Legal frameworks for regulation of medical devices have traditionally been classed in one of three ways, binding regulation, standards, and soft law. Binding regulations are legally enforceable statutes required for the development and use of technologies in a medical setting. Standards provide for safety and risk control in technology use through the establishment of acceptable design practices and tolerances. Soft law instruments are distinguished from binding regulation by their potential rather than enforceable character. They constitute recommendations for desired policy execution and provide opportunity for legal evolution toward enforceable statutes, a classification that can be expected to aid in the evolution of legal approaches to medical neurotechnology

Distinct regulatory agencies currently govern the administration of legal frameworks for each of these classes.

Binding regulations for medical neurotechnologies are enforced in America by the Food and Drug Administration (FDA) and in Europe by the European Union. Additionally, the World Health Organization (WHO) is mandated to encourage the national adoption of regulatory practices in its member states, which currently have widely variable legal statutes, and the harmonization of legal instruments across national boundaries.

In the United States, FDA is charged by statute with ensuring the protection of the rights, safety, and welfare of human subjects who use clinical articles or participate in clinical investigations involving medical articles, as well as clinical investigations that support applications for research or marketing permits for products regulated by FDA, including, among others, medical devices and systems for human use. This is generally taken to mean that the FDA is responsible for assuring that medical devices available in the United States are safe and effective throughout their total product lifecycle. The FDA also recognizes that proper maintenance, repair, and servicing of medical devices is critical to maintaining the safe, effective, and reliable performance of devices used in the health care system.

Food and Drug Administration (United States)
The scope of FDA’s regulatory authority is very broad. With regard to medical devices FDA prioritizes safety, verifiability, and accountability. Accordingly, medical devices are stratified according to a risk classification scheme from Class I – III, with Class III posing the greatest level of risk, e.g., Medtronic deep brain stimulation device (DBS) (approved 1997) and Abbott’s Infinity directional DBS device (approved 2020). FDA is publicly advised through its FDA Advisory Committee System, where questions of health, disease, and ethical value are likely to be posed (FDA).

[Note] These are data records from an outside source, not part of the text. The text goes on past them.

use super::RowTransformer;
use crate::convert::{to_bool, to_int};
use crate::model::{
    Character, Id, LegendMateria, LegendSphere, RecordMateria, RecordSphere, StatBlock,
    StatsByLevelInfo,
};
use crate::sheet::{RowView, SheetKind};
use crate::type_list::{REALMS, RELIC_TYPES, SCHOOLS};

/// Stat set id paired with the column suffix the character sheet uses for it
const STAT_SETS: [(Id, &str); 7] = [
    (1, "Lv50"),
    (2, "Lv65"),
    (3, "Lv80"),
    (4, "Lv99"),
    (5, "Record Spheres"),
    (6, "Legend Spheres"),
    (7, "Record Board"),
];

fn stat_block(row: RowView<'_>, suffix: &str) -> StatBlock {
    let stat = |name: &str| to_int(row.get(&format!("{} ({})", name, suffix)));
    StatBlock {
        hp: stat("HP"),
        atk: stat("ATK"),
        def: stat("DEF"),
        mag: stat("MAG"),
        res: stat("RES"),
        mnd: stat("MND"),
        acc: stat("ACC"),
        eva: stat("EVA"),
        spd: stat("SPD"),
    }
}

/// Type-list ids whose name column is checked on this row
fn access_ids(row: RowView<'_>, entries: &[(Id, &'static str)]) -> Vec<Id> {
    entries
        .iter()
        .filter(|(id, name)| *id != 0 && to_bool(row.get(name)))
        .map(|(id, _)| *id)
        .collect()
}

#[derive(Debug, Default)]
pub struct CharacterTransformer;

impl RowTransformer for CharacterTransformer {
    type Output = Character;

    fn sheet(&self) -> SheetKind {
        SheetKind::Characters
    }

    fn key_column(&self) -> &'static str {
        "Name"
    }

    fn convert_row(&self, generated_id: Id, row: RowView<'_>) -> Character {
        let stats_by_level = STAT_SETS
            .iter()
            .map(|(stat_set, suffix)| StatsByLevelInfo {
                stat_set: *stat_set,
                introducing_event_name: row
                    .trimmed(&format!("Introducing Event ({})", suffix))
                    .to_string(),
                introducing_event_id: 0,
                stats: stat_block(row, suffix),
            })
            .collect();

        Character {
            id: generated_id,
            description: row.get("Name").to_string(),
            character_name: row.get("Name").to_string(),
            realm: REALMS.id_of(row.get("Realm")),
            stats_by_level,
            equipment_access: access_ids(row, RELIC_TYPES.entries),
            school_access: access_ids(row, SCHOOLS.entries),
            is_in_global: to_bool(row.get("Global")),
            enlir_id: row.trimmed("ID").to_string(),
            ..Default::default()
        }
    }
}

#[derive(Debug, Default)]
pub struct RecordSphereTransformer;

impl RowTransformer for RecordSphereTransformer {
    type Output = RecordSphere;

    fn sheet(&self) -> SheetKind {
        SheetKind::RecordSpheres
    }

    fn key_column(&self) -> &'static str {
        "Character"
    }

    fn convert_row(&self, generated_id: Id, row: RowView<'_>) -> RecordSphere {
        let sphere_level = to_int(row.get("Level"));
        RecordSphere {
            id: generated_id,
            description: format!("{} Record Sphere {}", row.get("Character"), sphere_level),
            character_name: row.get("Character").to_string(),
            character_id: 0,
            realm: REALMS.id_of(row.get("Realm")),
            sphere_level,
            benefit: row.trimmed("Benefit").to_string(),
            is_in_global: to_bool(row.get("Global")),
            enlir_id: row.trimmed("ID").to_string(),
        }
    }
}

#[derive(Debug, Default)]
pub struct LegendSphereTransformer;

impl RowTransformer for LegendSphereTransformer {
    type Output = LegendSphere;

    fn sheet(&self) -> SheetKind {
        SheetKind::LegendSpheres
    }

    fn key_column(&self) -> &'static str {
        "Character"
    }

    fn convert_row(&self, generated_id: Id, row: RowView<'_>) -> LegendSphere {
        let sphere_level = to_int(row.get("Level"));
        LegendSphere {
            id: generated_id,
            description: format!("{} Legend Sphere {}", row.get("Character"), sphere_level),
            character_name: row.get("Character").to_string(),
            character_id: 0,
            realm: REALMS.id_of(row.get("Realm")),
            sphere_level,
            benefit: row.trimmed("Benefit").to_string(),
            tier: 0,
            is_in_global: to_bool(row.get("Global")),
            enlir_id: row.trimmed("ID").to_string(),
        }
    }
}

#[derive(Debug, Default)]
pub struct RecordMateriaTransformer;

impl RowTransformer for RecordMateriaTransformer {
    type Output = RecordMateria;

    fn sheet(&self) -> SheetKind {
        SheetKind::RecordMaterias
    }

    fn key_column(&self) -> &'static str {
        "Name"
    }

    fn convert_row(&self, generated_id: Id, row: RowView<'_>) -> RecordMateria {
        RecordMateria {
            id: generated_id,
            description: row.get("Name").to_string(),
            record_materia_name: row.get("Name").to_string(),
            character_name: row.get("Character").to_string(),
            character_id: 0,
            realm: REALMS.id_of(row.get("Realm")),
            effect: row.trimmed("Effect").to_string(),
            unlock_criteria: row.trimmed("Unlock Criteria").to_string(),
            is_in_global: to_bool(row.get("Global")),
            enlir_id: row.trimmed("ID").to_string(),
        }
    }
}

#[derive(Debug, Default)]
pub struct LegendMateriaTransformer;

impl RowTransformer for LegendMateriaTransformer {
    type Output = LegendMateria;

    fn sheet(&self) -> SheetKind {
        SheetKind::LegendMaterias
    }

    fn key_column(&self) -> &'static str {
        "Name"
    }

    fn convert_row(&self, generated_id: Id, row: RowView<'_>) -> LegendMateria {
        LegendMateria {
            id: generated_id,
            description: row.get("Name").to_string(),
            legend_materia_name: row.get("Name").to_string(),
            character_name: row.get("Character").to_string(),
            character_id: 0,
            relic_name: row.get("Relic").to_string(),
            relic_id: 0,
            realm: REALMS.id_of(row.get("Realm")),
            effect: row.trimmed("Effect").to_string(),
            mastery_bonus: row.trimmed("Master").to_string(),
            is_in_global: to_bool(row.get("Global")),
            enlir_id: row.trimmed("ID").to_string(),
        }
    }
}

European Medicines Agency (European Union)
The Medical Device Regulation includes comprehensive legislation for a range of medical and borderline medical products that includes a required conformity assessment that determines the quality, safety, and performance of the device. These conformity assessments are carried out by accredited bodies designated by EU Member States. Special regulations exist for medicinal products used in conjunction with medical devices, in vitro diagnostics, devices that are systemically absorbed, high risk devices, and borderline medical devices where there is some uncertainty as to which regulatory framework applies (EMA).

World Health Organization
Regulation is directed to ensuring public health benefit and the safety of patients, health care workers and the community. WHO’s mandate, as outlined in the World Health Assembly (WHA) Resolution 60.29, is “to encourage member states to draw up national or regional guidelines for good manufacturing and regulatory practices, to establish surveillance systems and other measures to ensure the quality, safety and efficacy of medical devices and, where appropriate, to participate in international harmonization”. WHO assists in harmonization of legal instruments.